Summary.  Background:  Recent studies have indicated that antithrombin (AT) possesses both anti‐inflammatory and antiangiogenic properties. Objectives:  The purpose of this study was to investigate the mechanism of the intracellular signaling activities of AT using wild‐type and mutant serpins that have reduced anticoagulant activities due to mutations in either the reactive center loop (RCL) or the heparin‐binding site. Methods:  Direct cellular effects of the AT derivatives were compared in the LPS‐stimulated endothelial cells by employing permeability and neutrophil adhesion assays in the absence and presence of pertussis toxin (PTX) and siRNAs for either syndecan‐4 or sphingosine 1‐phosphate receptor 1 (S1P 1 ). Furthermore, the roles of prostacyclin and nuclear factor (NF)‐κB in modulating these effects were investigated. Results:  Both wild‐type and the RCL mutant, AT/Proth‐2, exhibited similar potent barrier protective activities and inhibited the adhesion of neutrophils to endothelial cells via inhibition of the NF‐κB pathway.
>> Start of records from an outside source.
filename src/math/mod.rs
pub mod matrix;

pub use matrix::Matrix;
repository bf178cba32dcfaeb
pub mod dense;

pub use dense::Layer;
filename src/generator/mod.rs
pub mod generator;
pub mod dense;

pub use generator::Generator;
pub use dense::DenseGenerator;
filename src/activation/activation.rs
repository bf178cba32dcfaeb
use serde::{Serialize, Deserialize};
use std::f64::consts::E;

#[derive(Debug, Clone, Copy, PartialEq, Serialize, Deserialize)]
pub enum ActivationFunction {
    Sigmoid,
    ReLU,
    Identity,
    Tanh,
    LeakyReLU { alpha: f64 },
}

impl ActivationFunction {
    /// Element-wise activation.
    pub fn function(&self, x: f64) -> f64 {
        match self {
            ActivationFunction::Sigmoid => 1.0 / (1.0 + E.powf(-x)),
            ActivationFunction::ReLU => if x > 0.0 { x } else { 0.0 },
            ActivationFunction::Identity => x,
            ActivationFunction::Tanh => x.tanh(),
            ActivationFunction::LeakyReLU { alpha } => if x > 0.0 { x } else { alpha * x },
        }
    }

    /// Element-wise derivative, evaluated at the pre-activation `x`.
    pub fn derivative(&self, x: f64) -> f64 {
        match self {
            ActivationFunction::Sigmoid => {
                let fx = self.function(x);
                fx * (1.0 - fx)
            },
            ActivationFunction::ReLU => if x > 0.0 { 1.0 } else { 0.0 },
            ActivationFunction::Identity => 1.0,
            ActivationFunction::Tanh => {
                let t = x.tanh();
                1.0 - t * t
            }
            ActivationFunction::LeakyReLU { alpha } => if x > 0.0 { 1.0 } else { *alpha },
        }
    }

    /// Whether He initialization suits this activation better than Xavier.
    pub fn prefers_he_init(&self) -> bool {
        matches!(self, ActivationFunction::ReLU | ActivationFunction::LeakyReLU { .. })
    }
}

#[cfg(test)]
mod tests {
    use super::*;

    #[test]
    fn sigmoid_derivative_peaks_at_zero() {
        let s = ActivationFunction::Sigmoid;
        assert!((s.function(0.0) - 0.5).abs() < 1e-12);
        assert!((s.derivative(0.0) - 0.25).abs() < 1e-12);
    }

    #[test]
    fn leaky_relu_keeps_negative_slope() {
        let a = ActivationFunction::LeakyReLU { alpha: 0.1 };
        assert!((a.function(-2.0) + 0.2).abs() < 1e-12);
        assert_eq!(a.derivative(-2.0), 0.1);
        assert_eq!(a.derivative(3.0), 1.0);
    }
}
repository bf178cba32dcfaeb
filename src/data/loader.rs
use rand::seq::SliceRandom;
use rand::{rngs::StdRng, SeedableRng};

use crate::data::batch::{Batch, BatchSource, GlyphDims};
use crate::data::dataset::GlyphDataset;
use crate::error::{Error, Result};
use crate::math::matrix::Matrix;

/// Shuffling mini-batch loader over an in-memory `GlyphDataset`.
///
/// One epoch is `ceil(samples / batch_size)` batches; the final batch of a
/// pass may be smaller. The sample order is reshuffled from a seeded RNG
/// every time a pass completes, so a loader built with the same seed yields
/// the same sequence.
pub struct GlyphLoader {
    dataset: GlyphDataset,
    batch_size: usize,
    order: Vec<usize>,
    cursor: usize,
    rng: StdRng,
}

impl GlyphLoader {
    pub fn new(dataset: GlyphDataset, batch_size: usize, seed: u64) -> Result<GlyphLoader> {
        if batch_size == 0 {
            return Err(Error::config("batch_size must be at least 1"));
        }
        if dataset.is_empty() {
            return Err(Error::data_contract("dataset has no samples"));
        }
        dataset.validate()?;

        let mut rng = StdRng::seed_from_u64(seed);
        let mut order: Vec<usize> = (0..dataset.len()).collect();
        order.shuffle(&mut rng);

        Ok(GlyphLoader { dataset, batch_size, order, cursor: 0, rng })
    }

    pub fn dims(&self) -> GlyphDims {
        self.dataset.dims()
    }

    pub fn num_styles(&self) -> usize {
        self.dataset.num_styles
    }

    pub fn batch_size(&self) -> usize {
        self.batch_size
    }

    /// Converts the selected samples to working precision: pixels scaled to
    /// `[0, 1]`, styles one-hot encoded.
    fn assemble(&self, indices: &[usize]) -> Batch {
        let to_unit = |px: &[u8]| px.iter().map(|&p| p as f64 / 255.0).collect::<Vec<f64>>();
        let mut content = Vec::with_capacity(indices.len());
        let mut target = Vec::with_capacity(indices.len());
        let mut labels = Vec::with_capacity(indices.len());

        for &idx in indices {
            let sample = &self.dataset.samples[idx];
            content.push(to_unit(&sample.content));
            target.push(to_unit(&sample.target));
            let mut one_hot = vec![0.0; self.dataset.num_styles];
            one_hot[sample.style] = 1.0;
            labels.push(one_hot);
        }

        Batch {
            content: Matrix::from_data(content),
            target: Matrix::from_data(target),
            labels: Matrix::from_data(labels),
        }
    }
}

impl BatchSource for GlyphLoader {
    fn len(&self) -> usize {
        self.dataset.len().div_ceil(self.batch_size)
    }

    fn next_batch(&mut self) -> Result<Batch> {
        if self.cursor >= self.order.len() {
            self.order.shuffle(&mut self.rng);
            self.cursor = 0;
        }
        let end = (self.cursor + self.batch_size).min(self.order.len());
        let batch = self.assemble(&self.order[self.cursor..end]);
        self.cursor = end;
        Ok(batch)
    }

    fn sample(&mut self, size: usize) -> Result<Batch> {
        if size == 0 || size > self.dataset.len() {
            return Err(Error::data_contract(format!(
                "cannot draw {size} distinct samples from a dataset of {}",
                self.dataset.len()
            )));
        }
        let picked: Vec<usize> = (0..self.dataset.len())
            .collect::<Vec<_>>()
            .choose_multiple(&mut self.rng, size)
            .copied()
            .collect();
        Ok(self.assemble(&picked))
    }
}

#[cfg(test)]
mod tests {
    use super::*;
    use crate::data::dataset::GlyphSample;

    fn dataset(n: usize) -> GlyphDataset {
        GlyphDataset {
            width: 1,
            height: 2,
            num_styles: 3,
            samples: (0..n)
                .map(|i| GlyphSample {
                    content: vec![i as u8, 0],
                    target: vec![0, 255],
                    style: i % 3,
                })
                .collect(),
        }
    }

    #[test]
    fn epoch_length_rounds_up() {
        let loader = GlyphLoader::new(dataset(10), 4, 0).unwrap();
        assert_eq!(loader.len(), 3);
    }

    #[test]
    fn one_pass_visits_every_sample_once() {
        let mut loader = GlyphLoader::new(dataset(10), 4, 5).unwrap();
        let mut seen: Vec<u8> = Vec::new();
        let mut sizes = Vec::new();
        for _ in 0..loader.len() {
            let batch = loader.next_batch().unwrap();
            sizes.push(batch.len());
            seen.extend(batch.content.data.iter().map(|row| (row[0] * 255.0).round() as u8));
        }
        seen.sort_unstable();
        assert_eq!(seen, (0..10).collect::<Vec<u8>>());
        assert_eq!(sizes, vec![4, 4, 2]);
    }

    #[test]
    fn batches_are_normalized_and_one_hot() {
        let mut loader = GlyphLoader::new(dataset(3), 3, 1).unwrap();
        let batch = loader.next_batch().unwrap();
        batch.validate().unwrap();
        assert!(batch.target.data.iter().all(|row| row == &vec![0.0, 1.0]));
        assert!(batch.labels.data.iter().all(|row| row.iter().sum::<f64>() == 1.0));
    }

    #[test]
    fn sample_draws_distinct_examples() {
        let mut loader = GlyphLoader::new(dataset(30), 8, 2).unwrap();
        let batch = loader.sample(25).unwrap();
        assert_eq!(batch.len(), 25);
        let mut firsts: Vec<u8> = batch.content.data.iter().map(|r| (r[0] * 255.0).round() as u8).collect();
        firsts.sort_unstable();
        firsts.dedup();
        assert_eq!(firsts.len(), 25);
    }

    #[test]
    fn sample_larger_than_dataset_is_a_contract_violation() {
        let mut loader = GlyphLoader::new(dataset(5), 2, 0).unwrap();
        assert!(matches!(loader.sample(25), Err(Error::DataContract(_))));
    }

    #[test]
    fn same_seed_gives_same_stream() {
        let mut a = GlyphLoader::new(dataset(9), 2, 42).unwrap();
        let mut b = GlyphLoader::new(dataset(9), 2, 42).unwrap();
        for _ in 0..12 {
            assert_eq!(a.next_batch().unwrap(), b.next_batch().unwrap());
        }
    }
}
Indomethacin abrogated both activities. The heparin‐binding site mutants, AT‐K114E and AT‐K125E, did not exhibit any protective activity in either one of these assays, but a potent pro‐apoptotic activity was observed for the AT‐K114E in endothelial cells. Both PTX and siRNA for syndecan‐4 inhibited the protective effect of AT, but the siRNA for S1P 1 was inconsequential. Conclusions:  The interaction of AT with syndecan‐4 is required for its prostacyclin‐dependent protective effect through a PTX‐sensitive and non‐S1P 1 ‐related G i ‐protein coupled receptor. The RCL mutant, AT/Proth‐2, with a markedly reduced anticoagulant but normal protective signaling properties, may potentially be developed as a safer anti‐inflammatory drug without increasing the risk of bleeding.